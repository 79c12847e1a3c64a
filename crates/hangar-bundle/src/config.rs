use serde::{Deserialize, Serialize};
use std::fmt;
use std::path::{Path, PathBuf};

#[derive(Debug, Clone, Copy, Default, Serialize, Deserialize, PartialEq, Eq)]
#[serde(rename_all = "lowercase")]
pub enum Architecture {
    #[default]
    X86_64,
    Aarch64,
    Riscv64,
}

impl fmt::Display for Architecture {
    fn fmt(&self, f: &mut fmt::Formatter<'_>) -> fmt::Result {
        match self {
            Architecture::X86_64 => write!(f, "x86_64"),
            Architecture::Aarch64 => write!(f, "aarch64"),
            Architecture::Riscv64 => write!(f, "riscv64"),
        }
    }
}

#[derive(Debug, Clone, Copy, Default, Serialize, Deserialize, PartialEq, Eq)]
#[serde(rename_all = "lowercase")]
pub enum ImageType {
    #[default]
    Disk,
    Cd,
}

impl fmt::Display for ImageType {
    fn fmt(&self, f: &mut fmt::Formatter<'_>) -> fmt::Result {
        match self {
            ImageType::Disk => write!(f, "disk"),
            ImageType::Cd => write!(f, "cd"),
        }
    }
}

#[derive(Debug, Clone, Copy, Serialize, Deserialize, PartialEq, Eq)]
#[serde(rename_all = "lowercase")]
pub enum DriveInterface {
    Virtio,
    Ide,
    Scsi,
    Nvme,
    Usb,
    Sd,
}

impl DriveInterface {
    /// Interface used when a drive request does not name one.
    pub fn default_for(removable: bool) -> Self {
        if removable {
            DriveInterface::Usb
        } else {
            DriveInterface::Virtio
        }
    }
}

impl fmt::Display for DriveInterface {
    fn fmt(&self, f: &mut fmt::Formatter<'_>) -> fmt::Result {
        let s = match self {
            DriveInterface::Virtio => "virtio",
            DriveInterface::Ide => "ide",
            DriveInterface::Scsi => "scsi",
            DriveInterface::Nvme => "nvme",
            DriveInterface::Usb => "usb",
            DriveInterface::Sd => "sd",
        };
        f.write_str(s)
    }
}

impl std::str::FromStr for DriveInterface {
    type Err = String;

    fn from_str(s: &str) -> Result<Self, Self::Err> {
        match s {
            "virtio" => Ok(DriveInterface::Virtio),
            "ide" => Ok(DriveInterface::Ide),
            "scsi" => Ok(DriveInterface::Scsi),
            "nvme" => Ok(DriveInterface::Nvme),
            "usb" => Ok(DriveInterface::Usb),
            "sd" => Ok(DriveInterface::Sd),
            other => Err(format!(
                "unknown drive interface '{other}' (expected: virtio, ide, scsi, nvme, usb, sd)"
            )),
        }
    }
}

/// One drive attached to a VM. Removable drives have no backing image until
/// the user inserts media, so `image_name` is optional.
#[derive(Debug, Clone, Serialize, Deserialize, PartialEq, Eq)]
#[serde(deny_unknown_fields)]
pub struct Drive {
    #[serde(default, skip_serializing_if = "Option::is_none")]
    pub image_name: Option<String>,
    #[serde(default)]
    pub image_type: ImageType,
    pub interface: DriveInterface,
    #[serde(default)]
    pub removable: bool,
}

/// Whether `name` names a file directly inside a directory: one normal path
/// component, no separators, not `.` or `..`.
pub(crate) fn is_plain_file_name(name: &str) -> bool {
    !name.is_empty()
        && name != "."
        && name != ".."
        && !name.chars().any(|c| c == '/' || c == '\\' || c == '\0')
}

impl Drive {
    /// Path of the backing image inside `images_dir`, if the drive has one.
    /// `None` as well when `image_name` is not a plain file name, so the
    /// result never points outside `images_dir`.
    pub fn image_path(&self, images_dir: &Path) -> Option<PathBuf> {
        self.image_name
            .as_deref()
            .filter(|n| is_plain_file_name(n))
            .map(|n| images_dir.join(n))
    }
}

#[derive(Debug, Clone, Serialize, Deserialize, PartialEq, Eq)]
#[serde(deny_unknown_fields)]
pub struct VmConfig {
    pub name: String,
    #[serde(default)]
    pub architecture: Architecture,
    #[serde(default = "default_cpu_count")]
    pub cpu_count: u32,
    #[serde(default = "default_memory_mib")]
    pub memory_mib: u64,
    #[serde(default, skip_serializing_if = "Option::is_none")]
    pub notes: Option<String>,
    #[serde(default)]
    pub created_at: String,
    #[serde(default)]
    pub updated_at: String,
    /// blake3 checksum over the rest of the configuration. `None` for
    /// hand-written configurations.
    #[serde(default, skip_serializing_if = "Option::is_none")]
    pub checksum: Option<String>,
    #[serde(default, rename = "drive")]
    pub drives: Vec<Drive>,
}

fn default_cpu_count() -> u32 {
    2
}

fn default_memory_mib() -> u64 {
    2048
}

impl VmConfig {
    pub fn new(name: impl Into<String>) -> Self {
        let now = chrono::Utc::now().to_rfc3339();
        Self {
            name: name.into(),
            architecture: Architecture::default(),
            cpu_count: default_cpu_count(),
            memory_mib: default_memory_mib(),
            notes: None,
            created_at: now.clone(),
            updated_at: now,
            checksum: None,
            drives: Vec::new(),
        }
    }

    /// Compute the checksum over the configuration content, excluding the
    /// checksum field itself.
    pub(crate) fn compute_checksum(&self) -> Result<String, toml::ser::Error> {
        let mut copy = self.clone();
        copy.checksum = None;
        let text = toml::to_string(&copy)?;
        Ok(blake3::hash(text.as_bytes()).to_hex().to_string())
    }
}

#[cfg(test)]
mod tests {
    use super::*;

    #[test]
    fn image_path_stays_inside_images_dir() {
        let images = Path::new("/vms/A.vm/images");
        let drive = |name: &str| Drive {
            image_name: Some(name.to_owned()),
            image_type: ImageType::Disk,
            interface: DriveInterface::Virtio,
            removable: false,
        };
        assert_eq!(
            drive("disk.img").image_path(images),
            Some(images.join("disk.img"))
        );
        assert_eq!(drive("/home/user").image_path(images), None);
        assert_eq!(drive("../../etc").image_path(images), None);
        assert_eq!(drive("..").image_path(images), None);
    }

    #[test]
    fn parses_full_config() {
        let input = r#"
name = "Debian"
architecture = "aarch64"
cpu_count = 4
memory_mib = 8192
notes = "build box"

[[drive]]
image_name = "disk.qcow2"
image_type = "disk"
interface = "virtio"

[[drive]]
image_type = "cd"
interface = "usb"
removable = true
"#;
        let config: VmConfig = toml::from_str(input).expect("should parse");
        assert_eq!(config.name, "Debian");
        assert_eq!(config.architecture, Architecture::Aarch64);
        assert_eq!(config.cpu_count, 4);
        assert_eq!(config.drives.len(), 2);
        assert!(config.drives[1].removable);
        assert_eq!(config.drives[1].image_name, None);
    }

    #[test]
    fn parses_minimal_config() {
        let config: VmConfig = toml::from_str("name = \"Tiny\"\n").expect("should parse");
        assert_eq!(config.cpu_count, 2);
        assert_eq!(config.memory_mib, 2048);
        assert!(config.drives.is_empty());
        assert_eq!(config.architecture, Architecture::X86_64);
    }

    #[test]
    fn rejects_unknown_fields() {
        assert!(toml::from_str::<VmConfig>("name = \"x\"\nbogus = 1\n").is_err());
    }

    #[test]
    fn checksum_ignores_checksum_field() {
        let mut config = VmConfig::new("Sum");
        let a = config.compute_checksum().unwrap();
        config.checksum = Some("anything".to_owned());
        let b = config.compute_checksum().unwrap();
        assert_eq!(a, b);
    }

    #[test]
    fn checksum_changes_with_content() {
        let mut config = VmConfig::new("Sum");
        let a = config.compute_checksum().unwrap();
        config.cpu_count = 8;
        assert_ne!(a, config.compute_checksum().unwrap());
    }

    #[test]
    fn drive_image_path_joins_images_dir() {
        let drive = Drive {
            image_name: Some("disk.qcow2".to_owned()),
            image_type: ImageType::Disk,
            interface: DriveInterface::Virtio,
            removable: false,
        };
        assert_eq!(
            drive.image_path(Path::new("/vms/A.vm/images")),
            Some(PathBuf::from("/vms/A.vm/images/disk.qcow2"))
        );
    }

    #[test]
    fn interface_defaults_and_parsing() {
        assert_eq!(DriveInterface::default_for(true), DriveInterface::Usb);
        assert_eq!(DriveInterface::default_for(false), DriveInterface::Virtio);
        assert_eq!("nvme".parse::<DriveInterface>(), Ok(DriveInterface::Nvme));
        assert!("floppy".parse::<DriveInterface>().is_err());
    }
}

•••

Task brief
Every line that holds the word "toml" should be copied from the records above.

Written response
    pub(crate) fn compute_checksum(&self) -> Result<String, toml::ser::Error> {
        let text = toml::to_string(&copy)?;
        let config: VmConfig = toml::from_str(input).expect("should parse");
        let config: VmConfig = toml::from_str("name = \"Tiny\"\n").expect("should parse");
        assert!(toml::from_str::<VmConfig>("name = \"x\"\nbogus = 1\n").is_err());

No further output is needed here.